━━━ Study material
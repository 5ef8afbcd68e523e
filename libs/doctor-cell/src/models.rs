use serde::{Deserialize, Serialize};
use uuid::Uuid;

use crate::services::schedule::ScheduleFormatError;

#[derive(Debug, Clone, Serialize, Deserialize)]
pub struct Doctor {
    pub id: Uuid,
    pub user_id: Uuid,
    pub specialization: String,
    pub phone: String,
    /// Free-text weekly availability rule, e.g. "Mon-Fri, 9 AM - 5 PM".
    /// Always written through `AvailabilityRule::parse`, so a stored value
    /// is expected to parse; a row edited out-of-band may still fail.
    pub availability: String,
}

/// Row of the `doctor_directory` store view: the doctor profile joined
/// with its account name and email, used by dashboards and booking flows.
#[derive(Debug, Clone, Serialize, Deserialize)]
pub struct DoctorDirectoryEntry {
    pub doctor_id: Uuid,
    pub user_id: Uuid,
    pub name: String,
    pub email: String,
    pub specialization: String,
    pub phone: String,
    pub availability: String,
}

impl DoctorDirectoryEntry {
    /// Case-insensitive substring match against name OR specialization.
    /// An empty or whitespace query matches every entry. Plain OR of
    /// independent predicates, no ranking.
    pub fn matches(&self, query: &str) -> bool {
        let query = query.trim().to_lowercase();
        if query.is_empty() {
            return true;
        }

        self.name.to_lowercase().contains(&query)
            || self.specialization.to_lowercase().contains(&query)
    }
}

#[derive(Debug, Clone, Serialize, Deserialize)]
pub struct SetAvailabilityRequest {
    pub availability: String,
}

#[derive(Debug, Clone, Deserialize)]
pub struct DirectorySearchQuery {
    #[serde(default)]
    pub q: String,
}

#[derive(Debug, thiserror::Error)]
pub enum DoctorError {
    #[error("Doctor not found")]
    NotFound,

    #[error(transparent)]
    InvalidSchedule(#[from] ScheduleFormatError),

    #[error("Not authorized to modify this doctor profile")]
    Unauthorized,

    #[error("Database error: {0}")]
    Database(String),
}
━━━━━━
Task requirements = In the data above, how many lines contain the word "DoctorDirectoryEntry"? Only the number is wanted.

Task output = 2